Ci domandammo la ragione per cui non avevamo mai sentito parlare prima delle Archiearis né di aver mai letto nulla su queste stupende falene che volano alla luce del sole. Di certo, il volo molto precoce, quando la neve è ancora al suolo e non succede granché di visibile nel mondo degli insetti, le abitudini particolari di frequentare ambienti a betulla o a pioppo tremolo in modo esclusivo, la loro capacità di nascondersi alla vista dei più spiegano la rarità di informazioni e di osservazioni.

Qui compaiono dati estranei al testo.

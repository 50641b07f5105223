// This Source Code Form is subject to the terms of the Mozilla Public
// License, v. 2.0. If a copy of the MPL was not distributed with this
// file, You can obtain one at http://mozilla.org/MPL/2.0/.

//! Image-plane arrays and the geometry shared between images and grids.
//!
//! Rows of an image run along y and columns along x; rows of a grid run along
//! v and columns along u. The phase centre of an image (and the zero-spacing
//! cell of a grid) is at `(rows / 2, cols / 2)`.

use ndarray::prelude::*;
use serde::{Deserialize, Serialize};

use crate::{math::is_fft_friendly, params::ConfigError};

/// The pixel count and pixel scale of an image, which also fix the Fourier
/// cell size of the corresponding grid.
#[derive(Debug, Clone, Copy, PartialEq, Serialize, Deserialize)]
pub struct ImagingGeometry {
    pub rows: usize,
    pub cols: usize,

    /// The angular size of a pixel \[angle / pixel\]. Visibility coordinates
    /// must be in the inverse of this angle unit.
    pub pixel_scale: f64,
}

impl ImagingGeometry {
    pub fn new(
        rows: usize,
        cols: usize,
        pixel_scale: f64,
    ) -> Result<ImagingGeometry, ConfigError> {
        let g = ImagingGeometry {
            rows,
            cols,
            pixel_scale,
        };
        g.validate()?;
        Ok(g)
    }

    pub fn validate(&self) -> Result<(), ConfigError> {
        let ImagingGeometry {
            rows,
            cols,
            pixel_scale,
        } = *self;
        if rows < 2 || cols < 2 || !is_fft_friendly(rows) || !is_fft_friendly(cols) {
            return Err(ConfigError::GridShape { rows, cols });
        }
        if !(pixel_scale.is_finite() && pixel_scale > 0.0) {
            return Err(ConfigError::PixelScale(pixel_scale));
        }
        Ok(())
    }

    pub fn shape(&self) -> (usize, usize) {
        (self.rows, self.cols)
    }

    pub fn num_pixels(&self) -> usize {
        self.rows * self.cols
    }

    /// The pixel of the phase centre; also the zero-spacing cell of a grid.
    pub fn reference_pixel(&self) -> (usize, usize) {
        (self.rows / 2, self.cols / 2)
    }

    /// The width of a grid cell along u \[inverse angle\].
    pub fn cell_size_u(&self) -> f64 {
        1.0 / (self.cols as f64 * self.pixel_scale)
    }

    /// The width of a grid cell along v \[inverse angle\].
    pub fn cell_size_v(&self) -> f64 {
        1.0 / (self.rows as f64 * self.pixel_scale)
    }

    /// The largest spatial frequency the pixel scale can represent.
    pub fn nyquist_uv(&self) -> f64 {
        0.5 / self.pixel_scale
    }

    /// The x coordinate of each image column \[angle\].
    pub fn x_coords(&self) -> Array1<f64> {
        let c0 = (self.cols / 2) as f64;
        Array1::from_shape_fn(self.cols, |c| (c as f64 - c0) * self.pixel_scale)
    }

    /// The y coordinate of each image row \[angle\].
    pub fn y_coords(&self) -> Array1<f64> {
        let r0 = (self.rows / 2) as f64;
        Array1::from_shape_fn(self.rows, |r| (r as f64 - r0) * self.pixel_scale)
    }

    /// The u coordinate of each grid column \[inverse angle\].
    pub fn u_coords(&self) -> Array1<f64> {
        let c0 = (self.cols / 2) as f64;
        let du = self.cell_size_u();
        Array1::from_shape_fn(self.cols, |c| (c as f64 - c0) * du)
    }

    /// The v coordinate of each grid row \[inverse angle\].
    pub fn v_coords(&self) -> Array1<f64> {
        let r0 = (self.rows / 2) as f64;
        let dv = self.cell_size_v();
        Array1::from_shape_fn(self.rows, |r| (r as f64 - r0) * dv)
    }
}

/// A real-valued image with its pixel scale and phase-centre pixel.
#[derive(Debug, Clone, PartialEq, Serialize)]
pub struct Image {
    pub data: Array2<f64>,
    pub pixel_scale: f64,
    pub reference_pixel: (usize, usize),
}

impl Image {
    /// Wrap an array with the metadata of `geometry`. The array's shape must
    /// match the geometry.
    pub fn new(data: Array2<f64>, geometry: &ImagingGeometry) -> Image {
        debug_assert_eq!(data.dim(), geometry.shape());
        Image {
            data,
            pixel_scale: geometry.pixel_scale,
            reference_pixel: geometry.reference_pixel(),
        }
    }

    pub fn zeros(geometry: &ImagingGeometry) -> Image {
        Image::new(Array2::zeros(geometry.shape()), geometry)
    }

    pub fn geometry(&self) -> ImagingGeometry {
        let (rows, cols) = self.data.dim();
        ImagingGeometry {
            rows,
            cols,
            pixel_scale: self.pixel_scale,
        }
    }

    pub fn shape(&self) -> (usize, usize) {
        self.data.dim()
    }

    /// The sum of all pixel values.
    pub fn total_flux(&self) -> f64 {
        self.data.sum()
    }

    /// The pixel with the largest absolute value and that value (with its
    /// sign). Ties go to the lowest row-major index.
    pub fn peak(&self) -> ((usize, usize), f64) {
        peak_abs(self.data.view())
    }

    /// The largest absolute pixel value.
    pub fn max_abs(&self) -> f64 {
        self.data.iter().fold(0.0, |acc, v| acc.max(v.abs()))
    }
}

/// The position of the largest absolute value in `data`, and that value.
/// Ties go to the lowest row-major index.
pub(crate) fn peak_abs(data: ArrayView2<f64>) -> ((usize, usize), f64) {
    let mut best = ((0, 0), 0.0);
    let mut best_abs = f64::NEG_INFINITY;
    for (pos, &v) in data.indexed_iter() {
        if v.abs() > best_abs {
            best_abs = v.abs();
            best = (pos, v);
        }
    }
    best
}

Eppure si tratta di falene interessantissime che paiono quasi, anche se non lo sono, l’anello mancante tra i ropaloceri e le falene. Al contrario, questa sottofamiglia viene sempre collocata all’inizio della lista di geometridi perchè è ritenura il gruppo più primitivo della famiglia. Il volare già a fine febbraio delle Archiearis poi fa sì che si possa godere ancora in inverno della vista di qualcosa di eccezionale ed unico per la quale non occorre attendere la stagione calda come è il caso, invece, di quasi tutte le farfalle, diurne o notturne che siano. Nelle serate di quel lontano marzo le rare falene furono accuratamente collocate nelle migliori teche disponibili e almeno due giovanotti appassionati di insetti ebbero difficoltà a prender sonno ripensando ai betulleti delle Terre rosse.